*** THE DATA Section Begins ***
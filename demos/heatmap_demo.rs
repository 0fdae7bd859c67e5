// Example: heatmap_demo.rs
// Prices a few options through a session, prints the results table with hover
// details, then renders the default call/put sensitivity heatmaps.
//
// Usage:
//     cargo run --example heatmap_demo -- [output.svg]

use std::env;
use std::path::Path;

use anyhow::Result;
use bs_surface::{
    render_heatmaps, CalculationForm, InputMode, RenderOptions, Session, SurfaceSpec,
};

fn form(name: &str, spot: &str, strike: &str, time: &str, rate: &str, vol: &str) -> CalculationForm {
    CalculationForm {
        name: name.to_string(),
        spot: spot.to_string(),
        strike: strike.to_string(),
        time_to_maturity: time.to_string(),
        rate_pct: rate.to_string(),
        vol_pct: vol.to_string(),
    }
}

fn main() -> Result<()> {
    let output = env::args().nth(1).unwrap_or_else(|| "heatmap.svg".to_string());

    println!("Black-Scholes Calculator Demo");
    println!("=============================");

    let mut session = Session::new(SurfaceSpec::default());
    let inputs = vec![
        form("atm", "100", "100", "1", "5", "20"),
        form("otm-call", "90", "110", "0.5", "3", "35"),
        form("long-dated", "100", "80", "3", "4", "25"),
        form("typo", "100", "abc", "1", "5", "20"),
        form("", "100", "100", "1", "5", "20"),
    ];

    for input in inputs {
        session.mode = InputMode::Calculation(input);
        let _ = session.calculate();
        println!("  status: {}", session.status());
    }

    println!("\n{:<12} {:>10} {:>10}", "Name", "Call", "Put");
    println!("{}", "-".repeat(34));
    for row in session.rows() {
        println!("{:<12} {:>10} {:>10}", row.name, row.call_price, row.put_price);
    }

    if let Some(details) = session.details_for("otm-call") {
        println!("\nDetails for otm-call:\n{}", details);
    }

    session.switch_tab("Heatmap");
    let surface = session.update_heatmap()?;
    println!(
        "\nSurface {}x{}: call range {:?}, put range {:?}",
        surface.dimensions().0,
        surface.dimensions().1,
        surface.value_range(bs_surface::OptionType::Call),
        surface.value_range(bs_surface::OptionType::Put)
    );

    render_heatmaps(&surface, &RenderOptions::default(), Path::new(&output))?;
    println!("Chart saved to {}", output);
    Ok(())
}
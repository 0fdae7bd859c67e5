use bs_surface::render::panel_title;
use bs_surface::{
    generate_surface, render_heatmaps, render_heatmaps_to_string, OptionType, RenderOptions,
    SurfaceSpec,
};

#[test]
fn test_svg_contains_both_panels_and_axis_labels() {
    let surface = generate_surface((50.0, 150.0), (0.1, 0.5), &SurfaceSpec::default());
    let svg = render_heatmaps_to_string(&surface, &RenderOptions::default()).unwrap();

    assert!(svg.contains("<svg"));
    assert!(svg.contains(panel_title(OptionType::Call)));
    assert!(svg.contains(panel_title(OptionType::Put)));
    assert!(svg.contains("Spot Price"));
    assert!(svg.contains("Volatility (%)"));
    // 100 heatmap cells per panel plus the colour bars
    assert!(svg.matches("<rect").count() >= 200);
}

#[test]
fn test_degenerate_surface_still_renders() {
    let surface = generate_surface((100.0, 100.0), (0.3, 0.3), &SurfaceSpec::default());
    let svg = render_heatmaps_to_string(&surface, &RenderOptions::default()).unwrap();
    assert!(svg.contains("Call Option Price Heatmap"));
}

#[test]
fn test_render_to_file() {
    let surface = generate_surface((80.0, 120.0), (0.15, 0.35), &SurfaceSpec::default());
    let path = std::env::temp_dir().join("bs_surface_render_test.svg");
    render_heatmaps(
        &surface,
        &RenderOptions {
            width: 800,
            height: 400,
        },
        &path,
    )
    .unwrap();

    let text = std::fs::read_to_string(&path).unwrap();
    assert!(text.contains("Put Option Price Heatmap"));
    let _ = std::fs::remove_file(&path);
}

/// Infinite or NaN axis limits fail fast instead of reaching plotters.
#[test]
fn test_non_finite_axis_limits_are_rejected() {
    let cases = [
        ((50.0, f64::INFINITY), (0.1, 0.5)),
        ((f64::NAN, 150.0), (0.1, 0.5)),
        ((50.0, 150.0), (0.1, f64::INFINITY)),
        ((50.0, 150.0), (f64::NAN, 0.5)),
    ];
    for (spot_range, vol_range) in cases {
        let surface = generate_surface(spot_range, vol_range, &SurfaceSpec::default());
        let result = render_heatmaps_to_string(&surface, &RenderOptions::default());
        assert!(
            result.is_err(),
            "spot {:?} vol {:?} should not render",
            spot_range,
            vol_range
        );
    }
}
*** THE DATA Section Ends ***
WORK REQUIRED: All of the records above should be repeated exactly.

WRITTEN SOLUTION:
filename demos/heatmap_demo.rs
repository 0fdae7bd859c67e5
// Example: heatmap_demo.rs
// Prices a few options through a session, prints the results table with hover
// details, then renders the default call/put sensitivity heatmaps.
//
// Usage:
//     cargo run --example heatmap_demo -- [output.svg]

use std::env;
use std::path::Path;

use anyhow::Result;
use bs_surface::{
    render_heatmaps, CalculationForm, InputMode, RenderOptions, Session, SurfaceSpec,
};

fn form(name: &str, spot: &str, strike: &str, time: &str, rate: &str, vol: &str) -> CalculationForm {
    CalculationForm {
        name: name.to_string(),
        spot: spot.to_string(),
        strike: strike.to_string(),
        time_to_maturity: time.to_string(),
        rate_pct: rate.to_string(),
        vol_pct: vol.to_string(),
    }
}

fn main() -> Result<()> {
    let output = env::args().nth(1).unwrap_or_else(|| "heatmap.svg".to_string());

    println!("Black-Scholes Calculator Demo");
    println!("=============================");

    let mut session = Session::new(SurfaceSpec::default());
    let inputs = vec![
        form("atm", "100", "100", "1", "5", "20"),
        form("otm-call", "90", "110", "0.5", "3", "35"),
        form("long-dated", "100", "80", "3", "4", "25"),
        form("typo", "100", "abc", "1", "5", "20"),
        form("", "100", "100", "1", "5", "20"),
    ];

    for input in inputs {
        session.mode = InputMode::Calculation(input);
        let _ = session.calculate();
        println!("  status: {}", session.status());
    }

    println!("\n{:<12} {:>10} {:>10}", "Name", "Call", "Put");
    println!("{}", "-".repeat(34));
    for row in session.rows() {
        println!("{:<12} {:>10} {:>10}", row.name, row.call_price, row.put_price);
    }

    if let Some(details) = session.details_for("otm-call") {
        println!("\nDetails for otm-call:\n{}", details);
    }

    session.switch_tab("Heatmap");
    let surface = session.update_heatmap()?;
    println!(
        "\nSurface {}x{}: call range {:?}, put range {:?}",
        surface.dimensions().0,
        surface.dimensions().1,
        surface.value_range(bs_surface::OptionType::Call),
        surface.value_range(bs_surface::OptionType::Put)
    );

    render_heatmaps(&surface, &RenderOptions::default(), Path::new(&output))?;
    println!("Chart saved to {}", output);
    Ok(())
}
repository 0fdae7bd859c67e5
use bs_surface::render::panel_title;
use bs_surface::{
    generate_surface, render_heatmaps, render_heatmaps_to_string, OptionType, RenderOptions,
    SurfaceSpec,
};

#[test]
fn test_svg_contains_both_panels_and_axis_labels() {
    let surface = generate_surface((50.0, 150.0), (0.1, 0.5), &SurfaceSpec::default());
    let svg = render_heatmaps_to_string(&surface, &RenderOptions::default()).unwrap();

    assert!(svg.contains("<svg"));
    assert!(svg.contains(panel_title(OptionType::Call)));
    assert!(svg.contains(panel_title(OptionType::Put)));
    assert!(svg.contains("Spot Price"));
    assert!(svg.contains("Volatility (%)"));
    // 100 heatmap cells per panel plus the colour bars
    assert!(svg.matches("<rect").count() >= 200);
}

#[test]
fn test_degenerate_surface_still_renders() {
    let surface = generate_surface((100.0, 100.0), (0.3, 0.3), &SurfaceSpec::default());
    let svg = render_heatmaps_to_string(&surface, &RenderOptions::default()).unwrap();
    assert!(svg.contains("Call Option Price Heatmap"));
}

#[test]
fn test_render_to_file() {
    let surface = generate_surface((80.0, 120.0), (0.15, 0.35), &SurfaceSpec::default());
    let path = std::env::temp_dir().join("bs_surface_render_test.svg");
    render_heatmaps(
        &surface,
        &RenderOptions {
            width: 800,
            height: 400,
        },
        &path,
    )
    .unwrap();

    let text = std::fs::read_to_string(&path).unwrap();
    assert!(text.contains("Put Option Price Heatmap"));
    let _ = std::fs::remove_file(&path);
}

/// Infinite or NaN axis limits fail fast instead of reaching plotters.
#[test]
fn test_non_finite_axis_limits_are_rejected() {
    let cases = [
        ((50.0, f64::INFINITY), (0.1, 0.5)),
        ((f64::NAN, 150.0), (0.1, 0.5)),
        ((50.0, 150.0), (0.1, f64::INFINITY)),
        ((50.0, 150.0), (f64::NAN, 0.5)),
    ];
    for (spot_range, vol_range) in cases {
        let surface = generate_surface(spot_range, vol_range, &SurfaceSpec::default());
        let result = render_heatmaps_to_string(&surface, &RenderOptions::default());
        assert!(
            result.is_err(),
            "spot {:?} vol {:?} should not render",
            spot_range,
            vol_range
        );
    }
}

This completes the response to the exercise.